(Collected data entries)
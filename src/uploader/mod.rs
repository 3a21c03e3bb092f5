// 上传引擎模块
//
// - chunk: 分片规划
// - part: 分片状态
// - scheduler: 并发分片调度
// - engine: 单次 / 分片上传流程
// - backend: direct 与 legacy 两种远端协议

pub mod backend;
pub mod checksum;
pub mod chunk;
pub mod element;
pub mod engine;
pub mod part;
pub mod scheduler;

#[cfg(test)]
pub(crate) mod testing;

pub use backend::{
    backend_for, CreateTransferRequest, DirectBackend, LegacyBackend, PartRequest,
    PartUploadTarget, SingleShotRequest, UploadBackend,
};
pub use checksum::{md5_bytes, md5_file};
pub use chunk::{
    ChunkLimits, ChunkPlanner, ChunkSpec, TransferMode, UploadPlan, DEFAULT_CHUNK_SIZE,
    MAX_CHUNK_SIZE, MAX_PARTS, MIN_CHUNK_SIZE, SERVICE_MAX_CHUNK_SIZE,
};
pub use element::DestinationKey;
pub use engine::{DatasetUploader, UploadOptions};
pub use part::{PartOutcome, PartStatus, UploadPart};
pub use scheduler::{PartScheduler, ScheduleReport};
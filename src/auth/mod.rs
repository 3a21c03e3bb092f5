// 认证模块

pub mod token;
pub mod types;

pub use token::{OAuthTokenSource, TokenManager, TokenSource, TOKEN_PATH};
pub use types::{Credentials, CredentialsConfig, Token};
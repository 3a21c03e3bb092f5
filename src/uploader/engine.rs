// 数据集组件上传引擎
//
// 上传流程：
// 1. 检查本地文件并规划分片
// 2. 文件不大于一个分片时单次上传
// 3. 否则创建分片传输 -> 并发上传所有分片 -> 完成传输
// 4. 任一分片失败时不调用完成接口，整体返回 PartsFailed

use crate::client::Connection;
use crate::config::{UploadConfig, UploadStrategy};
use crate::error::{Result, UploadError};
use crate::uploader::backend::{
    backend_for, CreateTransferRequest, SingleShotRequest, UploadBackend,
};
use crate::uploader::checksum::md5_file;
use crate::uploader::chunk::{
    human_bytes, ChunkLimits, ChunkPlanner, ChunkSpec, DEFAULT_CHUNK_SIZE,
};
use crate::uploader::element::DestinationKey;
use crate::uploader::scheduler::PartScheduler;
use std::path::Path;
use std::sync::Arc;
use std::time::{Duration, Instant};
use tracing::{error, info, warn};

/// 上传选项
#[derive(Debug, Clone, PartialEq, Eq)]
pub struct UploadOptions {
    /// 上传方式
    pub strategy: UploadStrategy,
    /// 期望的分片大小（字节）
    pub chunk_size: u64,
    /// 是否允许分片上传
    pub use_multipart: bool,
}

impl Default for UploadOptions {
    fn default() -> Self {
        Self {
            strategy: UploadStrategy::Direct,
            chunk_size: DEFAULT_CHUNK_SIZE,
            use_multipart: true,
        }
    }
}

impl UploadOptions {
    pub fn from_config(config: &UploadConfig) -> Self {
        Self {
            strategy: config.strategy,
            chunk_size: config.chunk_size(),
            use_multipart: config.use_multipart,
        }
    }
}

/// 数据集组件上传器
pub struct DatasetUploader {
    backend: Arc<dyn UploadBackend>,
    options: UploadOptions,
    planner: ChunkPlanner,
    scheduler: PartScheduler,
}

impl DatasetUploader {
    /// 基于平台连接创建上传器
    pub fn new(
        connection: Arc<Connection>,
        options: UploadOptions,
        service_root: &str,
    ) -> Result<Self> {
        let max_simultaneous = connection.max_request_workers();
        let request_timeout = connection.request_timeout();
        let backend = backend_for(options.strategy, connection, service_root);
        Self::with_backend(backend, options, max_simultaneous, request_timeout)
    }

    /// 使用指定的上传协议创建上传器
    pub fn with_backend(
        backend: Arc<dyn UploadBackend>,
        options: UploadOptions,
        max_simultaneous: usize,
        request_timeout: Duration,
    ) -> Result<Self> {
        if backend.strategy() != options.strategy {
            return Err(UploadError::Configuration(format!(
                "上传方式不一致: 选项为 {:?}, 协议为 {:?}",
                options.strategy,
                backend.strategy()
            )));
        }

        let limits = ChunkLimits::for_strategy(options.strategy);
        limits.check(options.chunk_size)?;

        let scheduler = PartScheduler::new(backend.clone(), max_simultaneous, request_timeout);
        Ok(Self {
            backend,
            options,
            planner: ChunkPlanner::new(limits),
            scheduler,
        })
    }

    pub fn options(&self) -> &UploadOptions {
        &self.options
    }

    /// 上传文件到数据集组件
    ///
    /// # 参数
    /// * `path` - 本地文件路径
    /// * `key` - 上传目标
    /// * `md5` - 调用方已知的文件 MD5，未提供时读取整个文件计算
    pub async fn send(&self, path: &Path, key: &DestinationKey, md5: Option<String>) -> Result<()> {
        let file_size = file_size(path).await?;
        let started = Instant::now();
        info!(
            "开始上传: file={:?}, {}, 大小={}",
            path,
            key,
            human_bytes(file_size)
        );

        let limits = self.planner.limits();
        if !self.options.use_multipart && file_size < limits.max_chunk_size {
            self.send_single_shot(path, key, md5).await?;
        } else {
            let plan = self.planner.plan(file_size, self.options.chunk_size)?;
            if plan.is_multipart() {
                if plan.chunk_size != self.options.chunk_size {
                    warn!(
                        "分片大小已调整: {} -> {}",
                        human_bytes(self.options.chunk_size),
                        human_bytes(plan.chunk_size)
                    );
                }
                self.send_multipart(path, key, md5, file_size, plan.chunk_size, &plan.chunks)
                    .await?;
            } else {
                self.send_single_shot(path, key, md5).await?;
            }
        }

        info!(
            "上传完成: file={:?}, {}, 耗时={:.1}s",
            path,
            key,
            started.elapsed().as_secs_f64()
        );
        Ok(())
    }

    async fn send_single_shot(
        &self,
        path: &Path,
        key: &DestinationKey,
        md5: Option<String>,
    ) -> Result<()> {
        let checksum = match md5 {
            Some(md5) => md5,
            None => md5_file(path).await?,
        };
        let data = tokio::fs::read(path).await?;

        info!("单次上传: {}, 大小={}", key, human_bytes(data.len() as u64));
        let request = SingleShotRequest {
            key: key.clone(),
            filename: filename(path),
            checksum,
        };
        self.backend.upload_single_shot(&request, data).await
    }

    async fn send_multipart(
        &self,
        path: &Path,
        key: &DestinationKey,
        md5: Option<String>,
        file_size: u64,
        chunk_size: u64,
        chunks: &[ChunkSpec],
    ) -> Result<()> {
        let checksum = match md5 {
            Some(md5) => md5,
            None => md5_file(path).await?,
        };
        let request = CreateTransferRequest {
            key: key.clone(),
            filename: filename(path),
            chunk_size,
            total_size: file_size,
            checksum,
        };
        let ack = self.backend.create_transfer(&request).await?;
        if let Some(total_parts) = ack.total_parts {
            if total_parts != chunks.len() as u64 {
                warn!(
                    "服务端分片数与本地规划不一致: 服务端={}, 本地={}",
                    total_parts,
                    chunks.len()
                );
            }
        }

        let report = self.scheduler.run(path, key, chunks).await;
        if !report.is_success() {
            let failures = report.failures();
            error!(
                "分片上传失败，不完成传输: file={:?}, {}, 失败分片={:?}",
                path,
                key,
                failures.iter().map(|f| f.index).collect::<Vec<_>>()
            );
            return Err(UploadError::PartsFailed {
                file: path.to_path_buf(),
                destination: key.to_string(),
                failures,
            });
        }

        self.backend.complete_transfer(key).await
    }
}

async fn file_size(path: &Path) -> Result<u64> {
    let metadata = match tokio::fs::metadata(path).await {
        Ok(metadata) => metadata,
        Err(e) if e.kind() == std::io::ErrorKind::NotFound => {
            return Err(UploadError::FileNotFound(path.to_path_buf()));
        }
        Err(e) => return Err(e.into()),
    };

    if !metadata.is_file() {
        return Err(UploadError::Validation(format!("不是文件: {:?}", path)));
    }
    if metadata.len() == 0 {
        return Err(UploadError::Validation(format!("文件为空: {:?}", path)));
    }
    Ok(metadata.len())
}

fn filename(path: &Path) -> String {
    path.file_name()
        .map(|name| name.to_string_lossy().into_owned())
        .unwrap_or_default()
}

==

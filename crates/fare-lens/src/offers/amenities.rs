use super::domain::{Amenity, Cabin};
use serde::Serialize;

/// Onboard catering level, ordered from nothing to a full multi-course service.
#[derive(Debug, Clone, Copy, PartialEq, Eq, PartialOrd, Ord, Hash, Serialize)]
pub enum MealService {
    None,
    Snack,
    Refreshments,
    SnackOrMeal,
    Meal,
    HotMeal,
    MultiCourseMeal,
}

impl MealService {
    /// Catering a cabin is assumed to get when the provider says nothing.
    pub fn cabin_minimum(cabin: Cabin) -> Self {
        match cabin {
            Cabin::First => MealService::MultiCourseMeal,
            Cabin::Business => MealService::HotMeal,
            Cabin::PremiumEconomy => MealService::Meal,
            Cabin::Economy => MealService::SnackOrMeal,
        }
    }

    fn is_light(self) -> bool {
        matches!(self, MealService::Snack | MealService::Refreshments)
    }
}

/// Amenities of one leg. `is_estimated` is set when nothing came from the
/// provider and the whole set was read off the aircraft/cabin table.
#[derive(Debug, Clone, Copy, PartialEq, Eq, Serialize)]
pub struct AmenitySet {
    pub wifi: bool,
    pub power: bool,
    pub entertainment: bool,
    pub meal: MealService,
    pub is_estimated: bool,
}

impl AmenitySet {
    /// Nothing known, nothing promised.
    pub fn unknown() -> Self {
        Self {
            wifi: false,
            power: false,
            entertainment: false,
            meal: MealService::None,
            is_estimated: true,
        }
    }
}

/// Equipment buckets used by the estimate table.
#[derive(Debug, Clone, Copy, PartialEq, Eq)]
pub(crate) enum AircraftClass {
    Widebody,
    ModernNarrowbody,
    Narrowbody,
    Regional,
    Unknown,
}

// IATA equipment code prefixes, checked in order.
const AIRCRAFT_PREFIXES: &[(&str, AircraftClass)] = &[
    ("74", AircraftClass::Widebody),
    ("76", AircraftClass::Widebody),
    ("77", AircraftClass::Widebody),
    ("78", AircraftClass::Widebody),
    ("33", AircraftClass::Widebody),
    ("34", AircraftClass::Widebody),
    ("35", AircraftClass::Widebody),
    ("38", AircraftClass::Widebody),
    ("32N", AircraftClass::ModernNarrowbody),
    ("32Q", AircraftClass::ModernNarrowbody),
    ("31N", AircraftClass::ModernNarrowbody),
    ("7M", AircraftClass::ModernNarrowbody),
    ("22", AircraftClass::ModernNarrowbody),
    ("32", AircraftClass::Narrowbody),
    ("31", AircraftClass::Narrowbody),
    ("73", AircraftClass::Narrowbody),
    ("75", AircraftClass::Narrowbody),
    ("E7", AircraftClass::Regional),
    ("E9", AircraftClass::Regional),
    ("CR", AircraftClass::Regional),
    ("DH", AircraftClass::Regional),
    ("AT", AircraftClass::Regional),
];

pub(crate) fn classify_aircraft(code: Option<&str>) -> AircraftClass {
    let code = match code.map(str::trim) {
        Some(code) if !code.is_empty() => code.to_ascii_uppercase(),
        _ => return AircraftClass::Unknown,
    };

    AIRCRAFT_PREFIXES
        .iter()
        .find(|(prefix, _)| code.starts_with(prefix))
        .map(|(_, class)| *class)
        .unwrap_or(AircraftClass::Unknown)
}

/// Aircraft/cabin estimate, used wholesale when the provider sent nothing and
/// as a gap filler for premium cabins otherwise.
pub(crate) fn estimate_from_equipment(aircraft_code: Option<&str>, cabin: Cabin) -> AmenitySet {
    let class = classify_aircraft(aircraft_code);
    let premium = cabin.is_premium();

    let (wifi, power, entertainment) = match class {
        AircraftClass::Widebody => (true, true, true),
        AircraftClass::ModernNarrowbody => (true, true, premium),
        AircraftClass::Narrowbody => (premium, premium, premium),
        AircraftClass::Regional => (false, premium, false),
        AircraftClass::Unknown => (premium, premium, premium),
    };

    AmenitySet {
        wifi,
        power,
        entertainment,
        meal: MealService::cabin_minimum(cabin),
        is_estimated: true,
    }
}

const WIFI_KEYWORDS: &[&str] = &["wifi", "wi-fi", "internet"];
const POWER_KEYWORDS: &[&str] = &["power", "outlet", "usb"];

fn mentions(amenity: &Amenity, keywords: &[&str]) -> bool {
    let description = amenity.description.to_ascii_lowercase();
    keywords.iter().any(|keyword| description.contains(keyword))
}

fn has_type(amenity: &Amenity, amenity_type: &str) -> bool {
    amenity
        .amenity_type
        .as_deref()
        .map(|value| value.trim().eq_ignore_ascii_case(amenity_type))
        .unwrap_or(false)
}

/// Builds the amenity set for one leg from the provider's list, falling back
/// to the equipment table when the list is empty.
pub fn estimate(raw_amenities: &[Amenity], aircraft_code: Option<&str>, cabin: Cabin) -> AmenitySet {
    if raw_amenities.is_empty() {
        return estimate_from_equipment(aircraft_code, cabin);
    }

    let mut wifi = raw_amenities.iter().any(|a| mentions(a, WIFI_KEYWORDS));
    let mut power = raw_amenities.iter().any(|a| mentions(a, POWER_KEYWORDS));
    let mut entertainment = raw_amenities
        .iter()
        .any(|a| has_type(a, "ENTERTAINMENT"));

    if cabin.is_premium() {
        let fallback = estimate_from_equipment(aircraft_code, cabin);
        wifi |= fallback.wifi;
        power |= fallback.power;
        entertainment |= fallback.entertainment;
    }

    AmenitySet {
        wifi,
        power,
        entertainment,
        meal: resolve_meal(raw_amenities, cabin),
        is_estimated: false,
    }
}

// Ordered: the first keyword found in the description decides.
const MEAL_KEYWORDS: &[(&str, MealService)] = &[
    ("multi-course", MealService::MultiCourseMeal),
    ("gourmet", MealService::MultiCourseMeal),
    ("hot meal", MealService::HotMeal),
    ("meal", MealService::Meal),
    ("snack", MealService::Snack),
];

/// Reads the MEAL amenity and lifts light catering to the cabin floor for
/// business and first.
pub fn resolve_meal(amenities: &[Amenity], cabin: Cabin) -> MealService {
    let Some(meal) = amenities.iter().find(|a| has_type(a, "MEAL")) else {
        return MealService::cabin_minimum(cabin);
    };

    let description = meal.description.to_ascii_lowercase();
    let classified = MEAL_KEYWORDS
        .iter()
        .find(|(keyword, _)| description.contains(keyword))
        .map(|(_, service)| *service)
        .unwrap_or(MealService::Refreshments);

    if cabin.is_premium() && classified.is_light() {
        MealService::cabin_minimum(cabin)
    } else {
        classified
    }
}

Task to complete: Return each line of the records above in which the word "Serialize" occurs.

Output for this exercise:
use serde::Serialize;
#[derive(Debug, Clone, Copy, PartialEq, Eq, PartialOrd, Ord, Hash, Serialize)]
#[derive(Debug, Clone, Copy, PartialEq, Eq, Serialize)]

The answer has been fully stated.